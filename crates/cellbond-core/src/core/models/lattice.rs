use nalgebra::{Matrix3, Vector3};
use thiserror::Error;

/// Smallest |det| of the reduced basis accepted as a proper cell.
pub const MIN_BASIS_DETERMINANT: f64 = 1e-12;

#[derive(Debug, Error, Clone, PartialEq)]
pub enum LatticeError {
    #[error("Lattice parameter must be a positive finite number, got {0}")]
    InvalidParameter(f64),
    #[error("Lattice vectors are degenerate (determinant {determinant:e})")]
    Degenerate { determinant: f64 },
}

/// A periodic cell: a uniform length scale applied to three reduced basis vectors.
#[derive(Debug, Clone, PartialEq)]
pub struct Lattice {
    parameter: f64,
    vectors: [Vector3<f64>; 3],
}

impl Lattice {
    pub fn new(parameter: f64, vectors: [Vector3<f64>; 3]) -> Result<Self, LatticeError> {
        if !(parameter.is_finite() && parameter > 0.0) {
            return Err(LatticeError::InvalidParameter(parameter));
        }
        let determinant = Matrix3::from_columns(&vectors).determinant();
        if !determinant.is_finite() || determinant.abs() < MIN_BASIS_DETERMINANT {
            return Err(LatticeError::Degenerate { determinant });
        }
        Ok(Self { parameter, vectors })
    }

    pub fn parameter(&self) -> f64 {
        self.parameter
    }

    pub fn vectors(&self) -> &[Vector3<f64>; 3] {
        &self.vectors
    }

    pub fn vector(&self, k: usize) -> &Vector3<f64> {
        &self.vectors[k]
    }

    /// Extent of basis vector `axis` along its own Cartesian axis.
    pub fn own_axis_extent(&self, axis: usize) -> f64 {
        self.vectors[axis][axis]
    }

    /// Basis vectors as matrix columns, so that `basis() * fractional` is the reduced
    /// Cartesian position.
    pub fn basis(&self) -> Matrix3<f64> {
        Matrix3::from_columns(&self.vectors)
    }
}
use crate::error::{CliError, Result};
use serde::Deserialize;
use std::path::{Path, PathBuf};
use tracing::debug;

#[derive(Deserialize, Debug, Default, Clone, PartialEq)]
#[serde(rename_all = "kebab-case", deny_unknown_fields)]
pub struct FileDataConfig {
    pub poscar_dir: Option<PathBuf>,
    pub poscar_prefix: Option<String>,
    pub etot_dir: Option<PathBuf>,
    pub etot_extension: Option<String>,
    pub aux_dir: Option<PathBuf>,
    pub aux_files: Option<Vec<String>>,
    pub entries: Option<PathBuf>,
}

#[derive(Deserialize, Debug, Default, Clone, PartialEq)]
#[serde(rename_all = "kebab-case", deny_unknown_fields)]
pub struct FileGeometryConfig {
    pub wrap_tolerance: Option<f64>,
    pub base_sites: Option<usize>,
}

#[derive(Deserialize, Debug, Default, Clone, PartialEq)]
#[serde(rename_all = "kebab-case", deny_unknown_fields)]
pub struct FileOutputConfig {
    pub report: Option<PathBuf>,
    pub summary: Option<PathBuf>,
    pub parallel: Option<bool>,
}

/// The TOML config file. Every field is optional.
#[derive(Deserialize, Debug, Default, Clone, PartialEq)]
#[serde(rename_all = "kebab-case", deny_unknown_fields)]
pub struct FileConfig {
    pub data: Option<FileDataConfig>,
    pub geometry: Option<FileGeometryConfig>,
    pub output: Option<FileOutputConfig>,
}

impl FileConfig {
    pub fn from_file(path: &Path) -> Result<Self> {
        debug!("Reading configuration from {:?}", path);
        let content = std::fs::read_to_string(path).map_err(|e| CliError::FileParsing {
            path: path.to_path_buf(),
            source: e.into(),
        })?;
        toml::from_str(&content).map_err(|e| CliError::FileParsing {
            path: path.to_path_buf(),
            source: e.into(),
        })
    }
}
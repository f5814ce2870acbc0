pub mod bonds;
pub mod energy;
pub mod report;
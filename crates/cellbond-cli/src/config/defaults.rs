use std::path::PathBuf;

/// Values used when neither the command line nor the config file sets a field. They
/// describe the `res/` tree the convergence runs leave behind.
pub struct DefaultsConfig {
    pub poscar_dir: PathBuf,
    pub poscar_prefix: String,
    pub etot_dir: PathBuf,
    pub etot_extension: String,
    pub aux_dir: PathBuf,
    pub aux_files: Vec<String>,
    pub entries: PathBuf,
    pub report: PathBuf,
    pub wrap_tolerance: f64,
    pub base_sites: usize,
    pub parallel: bool,
}

impl Default for DefaultsConfig {
    fn default() -> Self {
        Self {
            poscar_dir: PathBuf::from("res/poscar"),
            poscar_prefix: "POSCAR".to_string(),
            etot_dir: PathBuf::from("res/etot/results"),
            etot_extension: "dat".to_string(),
            aux_dir: PathBuf::from("res/io"),
            aux_files: vec!["KPOINTS".to_string(), "INCAR".to_string()],
            entries: PathBuf::from("res/io/current_entry.txt"),
            report: PathBuf::from("res/io/output.txt"),
            wrap_tolerance: 0.8,
            base_sites: 4,
            parallel: false,
        }
    }
}
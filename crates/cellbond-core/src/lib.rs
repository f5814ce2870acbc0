//! # cellbond
//!
//! Post-processing for lattice-parameter convergence studies of hydrogenated graphene
//! (graphane) cells: reconstructs each converged cell in Cartesian space, measures its
//! C-C and C-H bonds, checks that the total-energy curve has a single well-behaved
//! minimum, and renders everything into one plain-text report.
//!
//! ## Layers
//!
//! - **[`core`]** holds the stateless pieces: whitespace-token file readers, the data
//!   models (`StructureCode`, `Lattice`, `Cell`, `ConvergenceLog`) and the geometric
//!   primitives.
//!
//! - **[`engine`]** composes them into cell reconstruction and energy analysis, and owns
//!   configuration, errors and progress reporting.
//!
//! - **[`workflows`]** is the entry point for applications: a single cell analysis and
//!   the batch report over an entries list.

pub mod core;
pub mod engine;
pub mod workflows;
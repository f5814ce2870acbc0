use crate::cli::EnergyArgs;
use crate::error::Result;
use cellbond::engine::energy::{ConvergenceSummary, EnergyText};
use cellbond::workflows::cell::analyze_convergence;
use std::fmt::Write;
use tracing::info;

pub fn run(args: EnergyArgs) -> Result<()> {
    info!("Analyzing convergence log {:?}", &args.log);
    let summary = analyze_convergence(&args.log)?;
    print!("{}", render_convergence(&summary));
    Ok(())
}

pub fn render_convergence(summary: &ConvergenceSummary) -> String {
    let mut out = String::from("Parameter (Å)  Energy (eV)\n");
    for (i, sample) in summary.samples.iter().enumerate() {
        let marker = if i == summary.minimum_index { "  <- minimum" } else { "" };
        let _ = writeln!(
            out,
            "{:<14} {}{marker}",
            sample.parameter,
            EnergyText(sample.energy)
        );
    }
    let _ = write!(
        out,
        "\nSmallest energy: {} eV\nIdeal parameter: {} Å\nEnergy curve behaved as expected: {}\n",
        EnergyText(summary.smallest_energy),
        summary.ideal_parameter,
        if summary.behaved_as_expected { "Yes" } else { "No" }
    );
    out
}
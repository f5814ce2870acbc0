//! Layered configuration for the `report` command: command-line flags, then `--set`
//! overrides, then the TOML file, then [`defaults::DefaultsConfig`].

mod builder;
mod defaults;
mod file;
mod models;

pub use builder::{build_config, build_geometry_config};
pub use models::AppConfig;
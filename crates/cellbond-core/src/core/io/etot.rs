use super::tokens::{RowError, TokenRows};
use super::traits::SimulationFile;
use crate::core::models::convergence::{ConvergenceLog, EnergySample};
use std::io::{self, BufRead};
use thiserror::Error;

/// Column holding the sampled lattice parameter, kept verbatim.
pub const PARAMETER_COLUMN: usize = 0;
/// Column holding the total energy of the sample.
pub const ENERGY_COLUMN: usize = 5;

#[derive(Debug, Error)]
pub enum EtotError {
    #[error("I/O error: {0}")]
    Io(#[from] io::Error),
    #[error("Malformed row: {0}")]
    Row(#[from] RowError),
}

/// Reader for the total-energy logs written during lattice-parameter convergence runs.
pub struct EtotFile;

impl EtotFile {
    pub fn decode(rows: &TokenRows) -> Result<ConvergenceLog, RowError> {
        let samples = (0..rows.len())
            .map(|row| {
                Ok(EnergySample {
                    parameter: rows.field(row, PARAMETER_COLUMN, "lattice parameter")?.to_string(),
                    energy: rows.float(row, ENERGY_COLUMN, "total energy")?,
                })
            })
            .collect::<Result<Vec<_>, RowError>>()?;
        Ok(ConvergenceLog::new(samples))
    }
}

impl SimulationFile for EtotFile {
    type Output = ConvergenceLog;
    type Error = EtotError;

    fn read_from(reader: &mut impl BufRead) -> Result<Self::Output, Self::Error> {
        let rows = TokenRows::read_from(reader)?;
        Ok(Self::decode(&rows)?)
    }
}

#[cfg(test)]
mod tests {
    use super::*;
    use std::io::Cursor;

    const LOG: &str = "\
2.50 F= -.40400908E+02 E0= -40.400908 -40.400908 0.0 1
2.52 F= -.40408000E+02 E0= -40.408000 -40.408000 0.0 1

2.54 F= -.40410485E+02 E0= -40.410485 -40.410485 0.0 1
";

    #[test]
    fn reads_parameter_labels_and_energies() {
        let log = EtotFile::read_from(&mut Cursor::new(LOG)).unwrap();
        assert_eq!(log.len(), 3);
        assert_eq!(log.samples()[0].parameter, "2.50");
        assert_eq!(log.samples()[0].energy, -40.400908);
        assert_eq!(log.samples()[2].parameter, "2.54");
        assert_eq!(log.energies(), vec![-40.400908, -40.408, -40.410485]);
    }

    #[test]
    fn parameter_label_is_preserved_verbatim() {
        let log = EtotFile::read_from(&mut Cursor::new("2.500 a b c d -1.0\n")).unwrap();
        assert_eq!(log.samples()[0].parameter, "2.500");
    }

    #[test]
    fn short_row_is_rejected_with_row_index() {
        let text = format!("{LOG}2.56 F= -1.0\n");
        let err = EtotFile::read_from(&mut Cursor::new(text)).unwrap_err();
        assert!(matches!(
            err,
            EtotError::Row(RowError::TooFewTokens { row: 3, .. })
        ));
    }

    #[test]
    fn non_numeric_energy_is_rejected() {
        let err = EtotFile::read_from(&mut Cursor::new("2.5 a b c d energy\n")).unwrap_err();
        assert!(matches!(
            err,
            EtotError::Row(RowError::InvalidNumber { column: 5, .. })
        ));
    }

    #[test]
    fn empty_file_yields_empty_log() {
        let log = EtotFile::read_from(&mut Cursor::new("\n\n")).unwrap();
        assert!(log.is_empty());
    }
}
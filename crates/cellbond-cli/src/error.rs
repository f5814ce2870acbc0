use cellbond::engine::error::EngineError;
use std::path::PathBuf;
use thiserror::Error;

pub type Result<T> = std::result::Result<T, CliError>;

#[derive(Debug, Error)]
pub enum CliError {
    #[error(transparent)]
    Engine(#[from] EngineError),

    #[error("Configuration error: {0}")]
    Config(String),

    #[error("Failed to parse file '{path}': {source}", path = path.display())]
    FileParsing {
        path: PathBuf,
        #[source]
        source: anyhow::Error,
    },

    #[error("I/O error: {0}")]
    Io(#[from] std::io::Error),

    #[error("{failed} of {total} cell(s) could not be analyzed; see the report for details")]
    IncompleteReport { failed: usize, total: usize },

    #[error(transparent)]
    Other(#[from] anyhow::Error),
}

→ WORK INSTRUCTION
Scan the data for lines containing "Cartesian" and copy all of them.

→ ANSWER AREA
    /// Extent of basis vector `axis` along its own Cartesian axis.
    /// Cartesian position.
//! (graphane) cells: reconstructs each converged cell in Cartesian space, measures its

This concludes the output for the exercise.